ACTION ITEM
Work out the count of lines in the material where the string "ConfigSnapshot" shows up, and reply with it alone.

INPUT
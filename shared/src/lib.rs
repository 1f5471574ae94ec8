use serde::{Deserialize, Serialize};
use std::ops::{Index, IndexMut};
use thiserror::Error;

pub const TABLE_WIDTH: f32 = 800.0;
pub const TABLE_HEIGHT: f32 = 600.0;
pub const PADDLE_WIDTH: f32 = 20.0;
pub const PADDLE_HEIGHT: f32 = 100.0;
pub const BALL_SIZE: f32 = 15.0;
pub const BASE_SPEED: f32 = 5.0;
pub const SPEED_MULTIPLIER: f32 = 1.05;
pub const WINNING_SCORE: u32 = 7;
pub const TICK_INTERVAL_MS: u64 = 16;
pub const PROTOCOL_VERSION: u32 = 1;

/// One of the two playing sides of the table.
#[derive(Debug, Serialize, Deserialize, Clone, Copy, PartialEq, Eq, Hash)]
pub enum Side {
    Left,
    Right,
}

impl Side {
    pub const BOTH: [Side; 2] = [Side::Left, Side::Right];

    pub fn opponent(self) -> Side {
        match self {
            Side::Left => Side::Right,
            Side::Right => Side::Left,
        }
    }
}

/// What a connected session is allowed to do.
#[derive(Debug, Serialize, Deserialize, Clone, Copy, PartialEq, Eq)]
pub enum Role {
    Player(Side),
    Spectator,
}

impl Role {
    pub fn side(self) -> Option<Side> {
        match self {
            Role::Player(side) => Some(side),
            Role::Spectator => None,
        }
    }

    pub fn is_player(self) -> bool {
        matches!(self, Role::Player(_))
    }
}

/// A value held once per side, indexed directly by [`Side`].
#[derive(Debug, Serialize, Deserialize, Clone, Copy, Default, PartialEq)]
pub struct Sides<T> {
    pub left: T,
    pub right: T,
}

impl<T> Sides<T> {
    pub fn new(left: T, right: T) -> Self {
        Self { left, right }
    }

    pub fn map<U>(&self, mut f: impl FnMut(&T) -> U) -> Sides<U> {
        Sides {
            left: f(&self.left),
            right: f(&self.right),
        }
    }
}

impl<T> Index<Side> for Sides<T> {
    type Output = T;

    fn index(&self, side: Side) -> &T {
        match side {
            Side::Left => &self.left,
            Side::Right => &self.right,
        }
    }
}

impl<T> IndexMut<Side> for Sides<T> {
    fn index_mut(&mut self, side: Side) -> &mut T {
        match side {
            Side::Left => &mut self.left,
            Side::Right => &mut self.right,
        }
    }
}

pub type Score = Sides<u32>;

/// Ball position and size as fractions of the table dimensions.
#[derive(Debug, Serialize, Deserialize, Clone, Copy, PartialEq)]
pub struct BallSnapshot {
    pub x: f32,
    pub y: f32,
    pub size: f32,
}

/// Paddle top offset as a fraction of the table height.
#[derive(Debug, Serialize, Deserialize, Clone, Copy, PartialEq)]
pub struct PaddleSnapshot {
    pub y: f32,
}

/// Resolution independent view of the table sent every tick.
#[derive(Debug, Serialize, Deserialize, Clone, Copy, PartialEq)]
pub struct GameSnapshot {
    pub ball: BallSnapshot,
    pub paddles: Sides<PaddleSnapshot>,
}

#[derive(Debug, Serialize, Deserialize, Clone, PartialEq)]
pub enum Packet {
    Connect {
        client_version: u32,
    },
    MovePaddle {
        side: Side,
        y: f32,
    },
    RestartGame,
    Heartbeat,
    Disconnect,

    Connected {
        client_id: u32,
    },
    PlayerSide {
        side: Role,
    },
    ScoreUpdate {
        score: Score,
    },
    WaitingForPlayers,
    GameStart {
        score: Score,
    },
    GameOver {
        winner: Side,
    },
    GameState {
        tick: u32,
        state: GameSnapshot,
    },
    Disconnected {
        reason: String,
    },
}

#[derive(Debug, Error, PartialEq)]
pub enum ProtocolError {
    #[error("paddle coordinate is not a finite number")]
    NonFiniteCoordinate,
    #[error("paddle coordinate {0} outside [0, 1]")]
    CoordinateOutOfRange(f32),
}

impl Packet {
    /// Rejects payloads the game must never see.
    pub fn validate(&self) -> Result<(), ProtocolError> {
        if let Packet::MovePaddle { y, .. } = self {
            if !y.is_finite() {
                return Err(ProtocolError::NonFiniteCoordinate);
            }
            if !(0.0..=1.0).contains(y) {
                return Err(ProtocolError::CoordinateOutOfRange(*y));
            }
        }
        Ok(())
    }

    pub fn encode(&self) -> bincode::Result<Vec<u8>> {
        bincode::serialize(self)
    }

    pub fn decode(bytes: &[u8]) -> bincode::Result<Packet> {
        bincode::deserialize(bytes)
    }
}

#[cfg(test)]
mod tests {
    use super::*;
    use assert_approx_eq::assert_approx_eq;

    #[test]
    fn test_sides_indexing() {
        let mut score = Score::default();
        score[Side::Right] += 1;
        score[Side::Right] += 1;
        score[Side::Left] += 1;

        assert_eq!(score.left, 1);
        assert_eq!(score.right, 2);
        assert_eq!(score[Side::Right], 2);
    }

    #[test]
    fn test_sides_map() {
        let offsets = Sides::new(300.0_f32, 150.0_f32);
        let normalized = offsets.map(|y| y / TABLE_HEIGHT);

        assert_approx_eq!(normalized.left, 0.5);
        assert_approx_eq!(normalized.right, 0.25);
    }

    #[test]
    fn test_side_opponent() {
        assert_eq!(Side::Left.opponent(), Side::Right);
        assert_eq!(Side::Right.opponent(), Side::Left);
    }

    #[test]
    fn test_role_side() {
        assert_eq!(Role::Player(Side::Left).side(), Some(Side::Left));
        assert_eq!(Role::Spectator.side(), None);
        assert!(Role::Player(Side::Right).is_player());
        assert!(!Role::Spectator.is_player());
    }

    #[test]
    fn test_validate_accepts_range_bounds() {
        for y in [0.0, 0.5, 1.0] {
            let packet = Packet::MovePaddle { side: Side::Left, y };
            assert!(packet.validate().is_ok());
        }
    }

    #[test]
    fn test_validate_rejects_out_of_range() {
        let packet = Packet::MovePaddle {
            side: Side::Right,
            y: 1.5,
        };
        assert_eq!(
            packet.validate(),
            Err(ProtocolError::CoordinateOutOfRange(1.5))
        );

        let packet = Packet::MovePaddle {
            side: Side::Right,
            y: -0.1,
        };
        assert!(packet.validate().is_err());
    }

    #[test]
    fn test_validate_rejects_nan() {
        let packet = Packet::MovePaddle {
            side: Side::Left,
            y: f32::NAN,
        };
        assert_eq!(packet.validate(), Err(ProtocolError::NonFiniteCoordinate));
    }

    #[test]
    fn test_validate_ignores_other_packets() {
        assert!(Packet::RestartGame.validate().is_ok());
        assert!(Packet::Connect { client_version: 7 }.validate().is_ok());
    }

    #[test]
    fn test_packet_serialization_game_state() {
        let state = GameSnapshot {
            ball: BallSnapshot {
                x: 0.5,
                y: 0.5,
                size: BALL_SIZE / TABLE_WIDTH,
            },
            paddles: Sides::new(PaddleSnapshot { y: 0.1 }, PaddleSnapshot { y: 0.9 }),
        };
        let packet = Packet::GameState { tick: 42, state };

        let bytes = packet.encode().unwrap();
        match Packet::decode(&bytes).unwrap() {
            Packet::GameState { tick, state } => {
                assert_eq!(tick, 42);
                assert_approx_eq!(state.ball.size, 0.01875);
                assert_approx_eq!(state.paddles[Side::Right].y, 0.9);
            }
            _ => panic!("Wrong packet type after deserialization"),
        }
    }

    #[test]
    fn test_packet_serialization_player_side() {
        let packet = Packet::PlayerSide {
            side: Role::Spectator,
        };
        let bytes = packet.encode().unwrap();
        assert_eq!(Packet::decode(&bytes).unwrap(), packet);
    }

    #[test]
    fn test_decode_garbage_fails() {
        assert!(Packet::decode(&[0xff, 0xff, 0xff, 0xff, 0xff]).is_err());
    }
}
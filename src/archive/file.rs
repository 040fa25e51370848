use std::path::PathBuf;

use anyhow::{Context, Result};
use async_trait::async_trait;
use tokio::io::AsyncWriteExt;

use crate::traits::ArchiveClient;
use crate::types::{RoundId, RoundRecord};

const FILE_PREFIX: &str = "round-";
const FILE_SUFFIX: &str = ".json";

/// File system-based archive.
/// Writes one pretty-printed JSON file per round; an existing file is never overwritten.
pub struct FileArchive {
    directory: PathBuf,
}

impl FileArchive {
    pub fn new(directory: PathBuf) -> Self {
        Self { directory }
    }

    fn path_for(&self, round_id: RoundId) -> PathBuf {
        self.directory
            .join(format!("{}{:012}{}", FILE_PREFIX, round_id, FILE_SUFFIX))
    }

    fn parse_round_id(file_name: &str) -> Option<RoundId> {
        file_name
            .strip_prefix(FILE_PREFIX)?
            .strip_suffix(FILE_SUFFIX)?
            .parse()
            .ok()
    }
}

#[async_trait]
impl ArchiveClient for FileArchive {
    fn name(&self) -> &'static str {
        "file-archive"
    }

    async fn put(&self, round_id: RoundId, record: &RoundRecord) -> Result<()> {
        let path = self.path_for(round_id);
        let json = serde_json::to_vec_pretty(record)?;

        let file = tokio::fs::OpenOptions::new()
            .write(true)
            .create_new(true)
            .open(&path)
            .await;

        let mut file = match file {
            Ok(file) => file,
            Err(e) if e.kind() == std::io::ErrorKind::AlreadyExists => {
                tracing::debug!("File archive: round {} already archived at {:?}", round_id, path);
                return Ok(());
            }
            Err(e) => return Err(e).with_context(|| format!("failed to create {:?}", path)),
        };

        file.write_all(&json).await?;
        file.sync_all().await?;
        tracing::info!("File archive: wrote round {} to {:?}", round_id, path);
        Ok(())
    }

    async fn max_known_id(&self) -> Result<Option<RoundId>> {
        let mut entries = match tokio::fs::read_dir(&self.directory).await {
            Ok(entries) => entries,
            Err(e) if e.kind() == std::io::ErrorKind::NotFound => return Ok(None),
            Err(e) => return Err(e.into()),
        };

        let mut max = None;
        while let Some(entry) = entries.next_entry().await? {
            let name = entry.file_name();
            if let Some(id) = name.to_str().and_then(Self::parse_round_id) {
                max = max.max(Some(id));
            }
        }
        Ok(max)
    }

    async fn open(&mut self) -> Result<()> {
        tokio::fs::create_dir_all(&self.directory)
            .await
            .with_context(|| format!("failed to create archive directory {:?}", self.directory))?;
        tracing::info!("File archive: initialized at {:?}", self.directory);
        Ok(())
    }
}
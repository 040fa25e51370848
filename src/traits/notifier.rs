use anyhow::Result;
use async_trait::async_trait;

use crate::types::RoundEvent;

/// Outbound notification channel (webhook, social publisher bridge, etc.).
///
/// Publishing is best-effort: callers discard errors.
#[async_trait]
pub trait Notifier: Send + Sync {
    /// Human-readable notifier name for logging.
    fn name(&self) -> &'static str;

    /// Publish a single event.
    async fn publish(&self, event: &RoundEvent) -> Result<()>;
}
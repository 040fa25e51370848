use ::roundcrank::archive::FileArchive;
use ::roundcrank::traits::ArchiveClient;
use ::roundcrank::types::{RoundRecord, RoundSnapshot, RoundStatus};
use anyhow::Result;

// ===== Test Helper Functions =====

fn record(id: u64, status: RoundStatus) -> RoundRecord {
    let round = RoundSnapshot {
        id,
        status,
        start_ts: 1_700_000_000,
        end_ts: 1_700_000_300,
        participant_count: 3,
        total_stake: 3_000,
        total_tickets: 3_000,
        winner: Some([4u8; 32]),
        vrf_reimbursed: true,
    };
    RoundRecord::from_snapshot(&round, 1_700_000_400)
}

// ===== File archive =====

#[tokio::test]
async fn test_file_archive_put_is_write_once() -> Result<()> {
    let temp_dir = tempfile::tempdir()?;
    let mut archive = FileArchive::new(temp_dir.path().join("rounds"));
    archive.open().await?;

    archive.put(7, &record(7, RoundStatus::Claimed)).await?;
    // A duplicate with different content is accepted and leaves the first write intact.
    archive.put(7, &record(7, RoundStatus::Cancelled)).await?;

    let path = temp_dir.path().join("rounds").join("round-000000000007.json");
    let stored: RoundRecord = serde_json::from_slice(&std::fs::read(path)?)?;
    assert_eq!(stored, record(7, RoundStatus::Claimed));
    assert_eq!(stored.winner, Some(hex::encode([4u8; 32])));
    Ok(())
}

#[tokio::test]
async fn test_file_archive_max_known_id() -> Result<()> {
    let temp_dir = tempfile::tempdir()?;
    let mut archive = FileArchive::new(temp_dir.path().to_path_buf());
    archive.open().await?;
    assert_eq!(archive.max_known_id().await?, None);

    for id in [3, 12, 5] {
        archive.put(id, &record(id, RoundStatus::Claimed)).await?;
    }
    std::fs::write(temp_dir.path().join("README.txt"), "not a round")?;

    assert_eq!(archive.max_known_id().await?, Some(12));
    Ok(())
}

#[tokio::test]
async fn test_file_archive_missing_directory_has_no_hint() -> Result<()> {
    let temp_dir = tempfile::tempdir()?;
    let archive = FileArchive::new(temp_dir.path().join("never-created"));
    assert_eq!(archive.max_known_id().await?, None);
    Ok(())
}
//! Core RoundCrank struct and initialization - no business logic.

use std::collections::BTreeMap;

use anyhow::Result;
use tokio::task::JoinHandle;
use tracing::info;

use crate::archive::{ArchiveVariant, FileArchive, HttpArchive, NoopArchive};
use crate::backoff::BackoffState;
use crate::config::{CrankConfig, LedgerType};
use crate::health::HealthSnapshot;
use crate::ledger::{LedgerVariant, MockLedger, RpcLedger};
use crate::notifier::{NoopNotifier, NotificationPublisher, NotifierVariant, WebhookNotifier};
use crate::stuck::StuckDetector;
use crate::traits::{ArchiveClient, LedgerGateway};
use crate::types::{ConfigSnapshot, RoundId, RoundSnapshot, RoundStatus};

/// Participant counts from the last cleanup pass over a round.
#[derive(Debug, Clone, Copy, Default, PartialEq, Eq)]
pub struct CleanupStats {
    pub existing: u32,
    pub closable: u32,
    pub closed: u32,
    /// Still funded, waiting on a depositor refund.
    pub blocked: u32,
}

/// A round awaiting archive, participant cleanup and account close.
#[derive(Debug, Clone, PartialEq, Eq)]
pub struct BackgroundRound {
    pub round_id: RoundId,
    /// Last observed status.
    pub status: RoundStatus,
    /// When `status` was first observed (ms).
    pub since_ms: u64,
    pub archived: bool,
    pub backoff: BackoffState,
    pub last_stats: CleanupStats,
}

/// Single-process scheduler. All state is volatile and re-derived from the ledger on start.
pub struct RoundCrank {
    /// Ledger gateway.
    pub ledger: LedgerVariant,

    /// Archive for finalized rounds.
    pub archive: ArchiveVariant,

    /// Fire-and-forget notification pipeline.
    pub notifications: NotificationPublisher,

    /// Tunables.
    pub config: CrankConfig,

    /// Round currently under active progression.
    pub(crate) pointer: RoundId,

    /// Rounds being swept in the background, keyed by id.
    pub(crate) background: BTreeMap<RoundId, BackgroundRound>,

    /// Highest round id this process submitted a `StartRound` for.
    pub(crate) last_created: Option<RoundId>,

    /// Last round this process locked (lock + randomness request).
    pub(crate) last_locked: Option<RoundId>,

    /// Last round this process requested randomness for after an external lock.
    pub(crate) last_randomness_requested: Option<RoundId>,

    /// Cached protocol config.
    pub(crate) protocol: Option<ConfigSnapshot>,

    pub(crate) stuck: StuckDetector,

    pub(crate) last_health_ms: Option<u64>,
}

impl RoundCrank {
    /// Create a new RoundCrank. The pointer starts at 1 until `recover` runs.
    pub fn new(
        ledger: LedgerVariant,
        archive: ArchiveVariant,
        notifications: NotificationPublisher,
        config: CrankConfig,
    ) -> Self {
        let stuck = StuckDetector::new(
            config.stuck_thresholds(),
            config.stuck_warn_repeat_secs.saturating_mul(1_000),
        );

        Self {
            ledger,
            archive,
            notifications,
            config,
            pointer: 1,
            background: BTreeMap::new(),
            last_created: None,
            last_locked: None,
            last_randomness_requested: None,
            protocol: None,
            stuck,
            last_health_ms: None,
        }
    }

    /// Build every backend from configuration.
    ///
    /// Returns the crank and the handle of the notification task, which ends once the
    /// crank is dropped.
    pub async fn initialize(config: CrankConfig) -> Result<(Self, JoinHandle<()>)> {
        let ledger = match config.ledger {
            LedgerType::Rpc => {
                let token = config.load_operator_token()?;
                LedgerVariant::Rpc(RpcLedger::new(
                    config.ledger_url.clone(),
                    token,
                    config.rpc_timeout(),
                )?)
            }
            LedgerType::Mock => LedgerVariant::Mock(MockLedger::new(ConfigSnapshot {
                min_participants: 2,
                min_total_stake: 1,
                round_duration_secs: 60,
                fee_bps: 0,
                paused: false,
                next_round_id: 1,
            })),
        };
        info!("Ledger gateway: {} ({})", ledger.name(), config.ledger_url);

        let mut archive = match (&config.archive_url, &config.archive_dir) {
            (Some(url), _) => {
                let mut http = HttpArchive::new(url.clone(), config.rpc_timeout())?;
                if let Some(token) = &config.archive_token {
                    http = http.with_auth(token.clone());
                }
                ArchiveVariant::Http(http)
            }
            (None, Some(dir)) => ArchiveVariant::File(FileArchive::new(dir.clone())),
            (None, None) => ArchiveVariant::Noop(NoopArchive),
        };
        archive.open().await?;
        info!("Archive: {}", archive.name());

        let notifier = match &config.notify_webhook_url {
            Some(url) => {
                let mut webhook = WebhookNotifier::new(url.clone(), config.rpc_timeout())?;
                if let Some(token) = &config.notify_webhook_token {
                    webhook = webhook.with_auth(token.clone());
                }
                NotifierVariant::Webhook(webhook)
            }
            None => NotifierVariant::Noop(NoopNotifier),
        };
        let (notifications, handle) = NotificationPublisher::spawn(notifier);

        Ok((Self::new(ledger, archive, notifications, config), handle))
    }

    pub fn current_round(&self) -> RoundId {
        self.pointer
    }

    pub fn background_ids(&self) -> Vec<RoundId> {
        self.background.keys().copied().collect()
    }

    pub fn background_round(&self, round_id: RoundId) -> Option<&BackgroundRound> {
        self.background.get(&round_id)
    }

    pub fn is_tracked(&self, round_id: RoundId) -> bool {
        self.background.contains_key(&round_id)
    }

    pub fn health(&self, now_ms: u64) -> HealthSnapshot {
        HealthSnapshot::collect(self.pointer, self.background.values(), now_ms)
    }

    /// Add a round to the background set, or refresh its status if already tracked.
    ///
    /// Returns true only when the round was newly added.
    pub(crate) fn track_background(&mut self, round: &RoundSnapshot, now_ms: u64) -> bool {
        if let Some(existing) = self.background.get_mut(&round.id) {
            if existing.status != round.status {
                existing.status = round.status;
                existing.since_ms = now_ms;
            }
            return false;
        }

        info!(
            round_id = round.id,
            status = %round.status,
            "Tracking round for background cleanup"
        );
        self.background.insert(
            round.id,
            BackgroundRound {
                round_id: round.id,
                status: round.status,
                since_ms: now_ms,
                archived: false,
                backoff: BackoffState::default(),
                last_stats: CleanupStats::default(),
            },
        );
        true
    }

    /// Drop every piece of local state held for a round.
    pub(crate) fn untrack(&mut self, round_id: RoundId) {
        self.background.remove(&round_id);
        self.stuck.forget(round_id);
    }
}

ANSWER SPACE
3